## PROBLEM TO SOLVE:
Your reply must be the number of lines in the entries that hold the word "configured", and nothing else.

## TASK DATA:
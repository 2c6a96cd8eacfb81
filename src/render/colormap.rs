//! Named colormaps for the label overlay.
//!
//! Each palette is a compact table of RGB anchors sampled by linear
//! interpolation. The set matches the colormap list offered by the
//! host tool's style panel.

use std::fmt;
use std::str::FromStr;

/// Anchor rows: evenly spaced RGB stops from t = 0 to t = 1.
type Anchors = [[u8; 3]; 9];

const VIRIDIS: Anchors = [
    [68, 1, 84],
    [71, 45, 123],
    [59, 82, 139],
    [44, 114, 142],
    [33, 145, 140],
    [40, 174, 128],
    [94, 201, 98],
    [173, 220, 48],
    [253, 231, 37],
];

const PLASMA: Anchors = [
    [13, 8, 135],
    [70, 3, 159],
    [114, 1, 168],
    [156, 23, 158],
    [189, 55, 134],
    [216, 87, 107],
    [237, 121, 83],
    [251, 159, 58],
    [240, 249, 33],
];

const INFERNO: Anchors = [
    [0, 0, 4],
    [27, 12, 65],
    [74, 12, 107],
    [120, 28, 109],
    [165, 44, 96],
    [207, 68, 70],
    [237, 105, 37],
    [251, 155, 6],
    [252, 255, 164],
];

const MAGMA: Anchors = [
    [0, 0, 4],
    [24, 15, 62],
    [68, 15, 118],
    [114, 31, 129],
    [159, 47, 127],
    [205, 64, 113],
    [241, 96, 93],
    [253, 149, 103],
    [252, 253, 191],
];

/// Enumerated palette names understood by the style configuration.
#[derive(Debug, Clone, Copy, PartialEq, Eq, Default)]
pub enum Colormap {
    #[default]
    Viridis,
    Plasma,
    Inferno,
    Magma,
}

impl Colormap {
    /// All palette names, for parameter schemas and UI lists.
    pub const NAMES: [&'static str; 4] = ["viridis", "plasma", "inferno", "magma"];

    pub fn name(&self) -> &'static str {
        match self {
            Self::Viridis => "viridis",
            Self::Plasma => "plasma",
            Self::Inferno => "inferno",
            Self::Magma => "magma",
        }
    }

    fn anchors(&self) -> &'static Anchors {
        match self {
            Self::Viridis => &VIRIDIS,
            Self::Plasma => &PLASMA,
            Self::Inferno => &INFERNO,
            Self::Magma => &MAGMA,
        }
    }

    /// Sample the palette at `t` in `[0, 1]` (clamped).
    pub fn sample(&self, t: f32) -> [u8; 3] {
        let anchors = self.anchors();
        let last = anchors.len() - 1;

        let t = t.clamp(0.0, 1.0) * last as f32;
        let lo = t.floor() as usize;
        if lo >= last {
            return anchors[last];
        }
        let frac = t - lo as f32;

        let a = anchors[lo];
        let b = anchors[lo + 1];
        let mut out = [0u8; 3];
        for c in 0..3 {
            out[c] = (a[c] as f32 + (b[c] as f32 - a[c] as f32) * frac).round() as u8;
        }
        out
    }
}

impl fmt::Display for Colormap {
    fn fmt(&self, f: &mut fmt::Formatter<'_>) -> fmt::Result {
        f.write_str(self.name())
    }
}

impl FromStr for Colormap {
    type Err = String;

    fn from_str(s: &str) -> Result<Self, Self::Err> {
        match s {
            "viridis" => Ok(Self::Viridis),
            "plasma" => Ok(Self::Plasma),
            "inferno" => Ok(Self::Inferno),
            "magma" => Ok(Self::Magma),
            other => Err(format!("unknown colormap {other:?}")),
        }
    }
}
//! Selection algorithms over label maps and boolean masks.
//!
//! This module holds the pure computational core of the engine:
//! - **Flood selection**: region growing over the label map from a clicked pixel
//! - **Mask algebra**: union, subtraction, hole filling, clearing
//! - **Boundary extraction**: marching squares outline tracing for vector rendering
//!
//! Everything here is a pure function; state lives in the controller.

pub mod algebra;
pub mod flood;
pub mod marching_squares;
pub mod outline;

pub use outline::{extract, BoundaryPath, Rect};
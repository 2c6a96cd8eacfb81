//! Tinted RGBA overlay of the label map.
//!
//! The overlay is what the renderer composites over the photograph:
//! every pixel's label is normalized against the largest label present
//! and mapped through the configured palette; the alpha channel carries
//! the configured opacity. Rows are tinted in parallel.

use ndarray::{Array3, ArrayView2};
use rayon::prelude::*;

use crate::config::RenderStyle;

/// Render the label map as an RGBA overlay.
///
/// # Arguments
/// * `labels` - Per-pixel integer label map
/// * `style` - Palette and opacity to apply
///
/// # Returns
/// RGBA image of shape (height, width, 4), alpha = opacity everywhere.
/// An all-zero label map tints uniformly with the palette floor.
pub fn colorize_labels(labels: ArrayView2<i32>, style: &RenderStyle) -> Array3<u8> {
    let (height, width) = labels.dim();
    if height == 0 || width == 0 {
        return Array3::zeros((height, width, 4));
    }
    let max_label = labels.iter().copied().max().unwrap_or(0).max(0);
    let alpha = (style.opacity() * 255.0).round() as u8;

    let mut buf = vec![0u8; height * width * 4];
    buf.par_chunks_mut(width * 4)
        .enumerate()
        .for_each(|(row, chunk)| {
            for col in 0..width {
                let label = labels[[row, col]];
                let t = if max_label > 0 {
                    label.max(0) as f32 / max_label as f32
                } else {
                    0.0
                };
                let [r, g, b] = style.colormap.sample(t);
                let px = &mut chunk[col * 4..col * 4 + 4];
                px[0] = r;
                px[1] = g;
                px[2] = b;
                px[3] = alpha;
            }
        });

    Array3::from_shape_vec((height, width, 4), buf)
        .expect("buffer length matches (height, width, 4)")
}
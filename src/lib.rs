//! maskedit: Interactive binary-mask editing engine
//!
//! The mask-state core of a desktop image-segmentation annotation tool,
//! with Python bindings via PyO3 for the host UI.
//!
//! A segmentation model labels every pixel of a photograph; the user
//! then builds a selection by clicking labelled regions, composing
//! them with boolean operations, and filling holes, with bounded
//! undo/redo throughout. This crate owns that state machine:
//!
//! - **Flood selection**: a click grows into the 4-connected region
//!   sharing the clicked pixel's label (`selection::flood`)
//! - **Mask algebra**: union, subtraction, hole filling, clearing
//!   (`selection::algebra`)
//! - **Boundary extraction**: marching-squares outline rings plus a
//!   bounding box for vector rendering (`selection::outline`)
//! - **History**: bounded, branch-discarding undo/redo snapshots
//!   (`history`)
//! - **Controller**: the single owner of mutable selection state,
//!   driving all of the above and notifying the renderer (`editor`)
//!
//! ## Data Model
//!
//! | Value | Shape | Type |
//! |-------|-------|------|
//! | Label map | (H, W) | i32, 0 = no detected object |
//! | Selection mask | (H, W) | bool |
//! | RGB raster | (H, W, 3) | u8 |
//! | Overlay | (H, W, 4) | u8 RGBA |
//!
//! The label map is produced wholesale by an external model and
//! replaced atomically; the selection mask always matches its shape.

pub mod config;
pub mod editor;
pub mod error;
pub mod history;
pub mod io;
pub mod render;
pub mod selection;

pub use config::{EngineConfig, RenderStyle};
pub use editor::SelectionController;
pub use error::Error;

// Python bindings (only when the python feature is enabled)
#[cfg(feature = "python")]
mod python {
    use numpy::{IntoPyArray, PyArray2, PyArray3, PyReadonlyArray2};
    use pyo3::exceptions::PyValueError;
    use pyo3::prelude::*;

    use crate::config::RenderStyle;
    use crate::render::{colorize_labels, Colormap};
    use crate::selection::{algebra, flood, outline};

    /// Select the 4-connected region sharing the label at (row, col).
    #[pyfunction]
    pub fn flood_select<'py>(
        py: Python<'py>,
        labels: PyReadonlyArray2<'py, i32>,
        row: usize,
        col: usize,
    ) -> PyResult<Bound<'py, PyArray2<bool>>> {
        let labels = labels.as_array();
        let (height, width) = labels.dim();
        if row >= height || col >= width {
            return Err(PyValueError::new_err(format!(
                "seed ({row}, {col}) outside label map of shape ({height}, {width})"
            )));
        }
        Ok(flood::select(labels, (row, col)).into_pyarray(py))
    }

    /// Union of two equal-shaped boolean masks.
    #[pyfunction]
    pub fn mask_add<'py>(
        py: Python<'py>,
        current: PyReadonlyArray2<'py, bool>,
        region: PyReadonlyArray2<'py, bool>,
    ) -> PyResult<Bound<'py, PyArray2<bool>>> {
        let (current, region) = (current.as_array(), region.as_array());
        if current.dim() != region.dim() {
            return Err(PyValueError::new_err("mask shapes disagree"));
        }
        Ok(algebra::add(current, region).into_pyarray(py))
    }

    /// Remove the region's pixels from the current mask.
    #[pyfunction]
    pub fn mask_subtract<'py>(
        py: Python<'py>,
        current: PyReadonlyArray2<'py, bool>,
        region: PyReadonlyArray2<'py, bool>,
    ) -> PyResult<Bound<'py, PyArray2<bool>>> {
        let (current, region) = (current.as_array(), region.as_array());
        if current.dim() != region.dim() {
            return Err(PyValueError::new_err("mask shapes disagree"));
        }
        Ok(algebra::subtract(current, region).into_pyarray(py))
    }

    /// Fill background holes not reachable from the image border.
    #[pyfunction]
    pub fn fill_holes<'py>(
        py: Python<'py>,
        mask: PyReadonlyArray2<'py, bool>,
    ) -> Bound<'py, PyArray2<bool>> {
        algebra::fill_holes(mask.as_array()).into_pyarray(py)
    }

    /// Extract boundary rings of a mask.
    ///
    /// Returns an (N, 2) float array of (x, y) vertices with NaN rows
    /// separating rings, plus the bounding box as (x, y, width, height).
    #[pyfunction]
    pub fn extract_boundary<'py>(
        py: Python<'py>,
        mask: PyReadonlyArray2<'py, bool>,
    ) -> (Bound<'py, PyArray2<f32>>, (f32, f32, f32, f32)) {
        let path = outline::extract(mask.as_array());
        let bounds = path.bounds();

        let points = path.points();
        let mut flat = Vec::with_capacity(points.len() * 2);
        for p in points {
            flat.push(p[0]);
            flat.push(p[1]);
        }
        let coords = ndarray::Array2::from_shape_vec((points.len(), 2), flat)
            .expect("flat buffer has two entries per vertex");

        (
            coords.into_pyarray(py),
            (bounds.x, bounds.y, bounds.width, bounds.height),
        )
    }

    /// Tint a label map with a named colormap and opacity.
    #[pyfunction]
    pub fn label_overlay<'py>(
        py: Python<'py>,
        labels: PyReadonlyArray2<'py, i32>,
        colormap: &str,
        opacity: f32,
    ) -> PyResult<Bound<'py, PyArray3<u8>>> {
        let colormap: Colormap = colormap.parse().map_err(PyValueError::new_err)?;
        let style = RenderStyle::new(colormap, opacity);
        Ok(colorize_labels(labels.as_array(), &style).into_pyarray(py))
    }

    /// maskedit extension module
    #[pymodule]
    pub fn maskedit(m: &Bound<'_, PyModule>) -> PyResult<()> {
        m.add_function(wrap_pyfunction!(flood_select, m)?)?;
        m.add_function(wrap_pyfunction!(mask_add, m)?)?;
        m.add_function(wrap_pyfunction!(mask_subtract, m)?)?;
        m.add_function(wrap_pyfunction!(fill_holes, m)?)?;
        m.add_function(wrap_pyfunction!(extract_boundary, m)?)?;
        m.add_function(wrap_pyfunction!(label_overlay, m)?)?;
        Ok(())
    }
}

#[cfg(feature = "python")]
pub use python::maskedit;
//! External collaborators at the engine boundary.
//!
//! The engine neither decodes images nor runs segmentation models; it
//! consumes their results through the two traits here. [`FileSource`]
//! is the stock raster source for local files. Failures surface as
//! [`Error`] values and never touch controller state.

use std::path::{Path, PathBuf};

use ndarray::{Array2, Array3, ArrayView3};

use crate::error::Error;

/// Supplies an RGB raster, e.g. from a local path or a remote reference.
pub trait RasterSource {
    /// Fetch the image as an (height, width, 3) RGB array.
    fn fetch(&self) -> Result<Array3<u8>, Error>;
}

/// Produces a per-pixel integer label map for an RGB raster.
///
/// `Ok(None)` is the explicit "no objects detected" signal; the
/// controller interprets it as an all-zero label map of the image
/// shape. A returned map must match the image's spatial dimensions.
pub trait LabelMapProducer {
    fn predict(&mut self, image: ArrayView3<u8>) -> Result<Option<Array2<i32>>, Error>;
}

/// Raster source reading from the local filesystem.
pub struct FileSource {
    path: PathBuf,
}

impl FileSource {
    pub fn new(path: impl Into<PathBuf>) -> Self {
        Self { path: path.into() }
    }

    pub fn path(&self) -> &Path {
        &self.path
    }
}

impl RasterSource for FileSource {
    fn fetch(&self) -> Result<Array3<u8>, Error> {
        let decoded = image::open(&self.path).map_err(|source| Error::RasterLoad {
            path: self.path.clone(),
            source,
        })?;
        let rgb = decoded.to_rgb8();
        let (width, height) = rgb.dimensions();
        let data = rgb.into_raw();
        Ok(Array3::from_shape_vec((height as usize, width as usize, 3), data)
            .expect("decoded buffer matches image dimensions"))
    }
}

#[cfg(test)]
mod tests {
    use super::*;

    #[test]
    fn test_missing_file_is_an_error() {
        let source = FileSource::new("/definitely/not/a/real/image.png");
        let result = source.fetch();
        assert!(matches!(result, Err(Error::RasterLoad { .. })));
    }

    #[test]
    fn test_error_reports_path() {
        let source = FileSource::new("/nope.png");
        let message = source.fetch().unwrap_err().to_string();
        assert!(message.contains("/nope.png"));
    }
}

## EXERCISE ANSWER:
2